Las Vegas Review-Journal (Sunday)

Deal to bring electricit­y to over 1,000 on Navajo Nation

- By LINDSAY WHITEHURST

SALT LAKE CITY — More than 1,000 Navajos who live without electricit­y in their homes soon could get power for the first time as the tribal utility buys a system of rural Utah substation­s and electrical lines under the terms of a decades-old deal with a power company.

Across the 27,000 square-mile Navajo Nation, an estimated 15,000 people live off the grid of a utility considered among the most basic for most Americans.

One of them is 59-year-old Annie Hamm. She recently had a knee replacemen­t, but she can’t use the physical therapy machines from her doctors because they need electricit­y. She uses coolers to store food and drives to a gas station daily to buy ice to keep it from spoiling in the summer heat. At night she and her husband use flashlight­s to see.

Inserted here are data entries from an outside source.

//! Report-date parameters shared by every time-windowed table.

use chrono::{NaiveDate, NaiveDateTime, TimeDelta};
use serde::{Deserialize, Serialize};

use crate::error::{ModelError, Result};

pub const DEFAULT_REPORT_DAYS: i64 = 7;
pub const DEFAULT_CONSENT_DAYS: i64 = 30;

#[derive(Debug, Clone, Copy, PartialEq, Eq, Serialize, Deserialize)]
pub struct ReportWindow {
    /// Date the report is generated.
    pub today: NaiveDate,
    /// Last day covered by the report; earlier dates regenerate past reports.
    pub end: NaiveDate,
    /// Width of the listing window ending at `end`.
    pub report_days: i64,
    /// Width of the "consents in last N days" window.
    pub consent_days: i64,
}

impl ReportWindow {
    pub fn new(today: NaiveDate) -> Self {
        Self {
            today,
            end: today,
            report_days: DEFAULT_REPORT_DAYS,
            consent_days: DEFAULT_CONSENT_DAYS,
        }
    }

    #[must_use]
    pub fn with_end(mut self, end: NaiveDate) -> Self {
        self.end = end;
        self
    }

    #[must_use]
    pub fn with_report_days(mut self, days: i64) -> Self {
        self.report_days = days;
        self
    }

    #[must_use]
    pub fn with_consent_days(mut self, days: i64) -> Self {
        self.consent_days = days;
        self
    }

    /// First day before the listing window.
    ///
    /// Fails when `report_days` reaches past the calendar range.
    pub fn start(&self) -> Result<NaiveDate> {
        TimeDelta::try_days(self.report_days)
            .and_then(|span| self.end.checked_sub_signed(span))
            .ok_or(ModelError::WindowOutOfRange {
                end: self.end,
                days: self.report_days,
            })
    }

    /// The `(start, end]` range listings filter on.
    pub fn listing_range(&self) -> Result<ListingRange> {
        Ok(ListingRange {
            start: self.start()?,
            end: self.end,
        })
    }

    /// `true` when `at` falls in `(start, end]`, compared by calendar day.
    pub fn in_listing_window(&self, at: NaiveDateTime) -> Result<bool> {
        Ok(self.listing_range()?.contains(at))
    }

    /// Whole days from `at` to the report end.
    pub fn days_before_end(&self, at: NaiveDateTime) -> i64 {
        (self.end - at.date()).num_days()
    }

    pub fn date_message(&self) -> String {
        format!("This report generated on: {}", self.today)
    }

    pub fn range_message(&self) -> String {
        format!(
            "This report generated on: {} covering the previous {} days.",
            self.today, self.report_days
        )
    }
}

/// Resolved listing window: `start` exclusive, `end` inclusive.
#[derive(Debug, Clone, Copy, PartialEq, Eq)]
pub struct ListingRange {
    pub start: NaiveDate,
    pub end: NaiveDate,
}

impl ListingRange {
    pub fn contains(&self, at: NaiveDateTime) -> bool {
        let day = at.date();
        day > self.start && day <= self.end
    }
}

#[cfg(test)]
mod tests {
    use super::*;

    fn day(y: i32, m: u32, d: u32) -> NaiveDate {
        NaiveDate::from_ymd_opt(y, m, d).unwrap()
    }

    #[test]
    fn listing_window_is_half_open() {
        let window = ReportWindow::new(day(2024, 5, 15));
        let at = |d: u32| day(2024, 5, d).and_hms_opt(9, 0, 0).unwrap();
        assert!(!window.in_listing_window(at(8)).unwrap());
        assert!(window.in_listing_window(at(9)).unwrap());
        assert!(window.in_listing_window(at(15)).unwrap());
        assert!(!window.in_listing_window(at(16)).unwrap());
    }

    #[test]
    fn oversized_window_is_an_error() {
        let window = ReportWindow::new(day(2024, 6, 1)).with_report_days(100_000_000);
        assert!(matches!(
            window.start(),
            Err(ModelError::WindowOutOfRange { days: 100_000_000, .. })
        ));
        assert!(window.listing_range().is_err());
        assert!(ReportWindow::new(day(2024, 6, 1)).with_report_days(i64::MAX).start().is_err());
    }

    #[test]
    fn messages_mention_dates() {
        let window = ReportWindow::new(day(2024, 5, 15)).with_report_days(14);
        assert_eq!(window.date_message(), "This report generated on: 2024-05-15");
        assert!(window.range_message().ends_with("covering the previous 14 days."));
    }
}
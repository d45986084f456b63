use std::sync::Arc;

use bazaar_wallet::{AppConfig, RateLimiter, UserStore, ZarinpalClient, ZarinpalGateway};

/// Shared application state. Built once in `main` from the validated
/// configuration; no component reads ambient globals.
pub struct AppState {
    pub config: AppConfig,
    pub users: Arc<dyn UserStore>,
    pub gateway: ZarinpalGateway,
    pub payments: ZarinpalClient,
    /// General API policy: every request counts, keyed by client IP.
    pub api_limiter: RateLimiter,
    /// Login policy: failed attempts only, keyed by IP + route path.
    pub login_limiter: RateLimiter,
}

impl AppState {
    pub fn new(config: AppConfig, users: Arc<dyn UserStore>) -> Self {
        let gateway = ZarinpalGateway::new(config.zarinpal.clone());
        let payments = ZarinpalClient::new(&config.zarinpal);
        let api_limiter = RateLimiter::general(&config.rate_limit);
        let login_limiter = RateLimiter::login(&config.rate_limit);
        AppState {
            config,
            users,
            gateway,
            payments,
            api_limiter,
            login_limiter,
        }
    }
}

Like many without electricit­y, she gets some power from a solar panel, but she says it’s unreliable. Some others use gas generators, but for many, being without home electricit­y also means no running water.

Hamm is among about 1,200 people who the Navajo Tribal Utility Authority plans to connect to the grid after they take ownership of the system of substation­s 350 miles south of Salt Lake City early next year.

“It’ll be nice. Thank God, I can get my big refrigerat­or, freezers in, all that stuff. Get my light going,” she said.

The utility authority is buying a system that serves nearly 2,000 square miles on the Utah portion of the reservatio­n, which also extends into Arizona and New Mexico.

It was built by Salt Lake Citybased Rocky Mountain Power to service an oil field and has since grown to include more than 1,000 customers, Navajo Tribal Utility Authority spokeswoma­n Deenise Becenti said. But hundreds of homes in the area were never connected, in part because running power to remote homes on the reservatio­n is expensive: Each costs about $40,000, said Walter Haase, general manager of the tribal utility authority.

He has made it a priority to get new homes connected, and the utility has connected some 700 homes annually, but it has been tough to keep up as new people move back to the reservatio­n.

The roots of the deal approved by Utah regulators in June date back nearly 60 years, when the tribe’s new utility agreed to let Rocky Mountain build through tribal land under the condition they could buy back the right-of-way and equipment.

Talks over a buyout began in 2008, shortly before the agreement was going to expire. The tribal utility secured a $10 million rural electricit­y loan to pay for the system.

The existing Rocky Mountain customers in the area, including both residents and the oil field, will be transferre­d to the tribal utility company.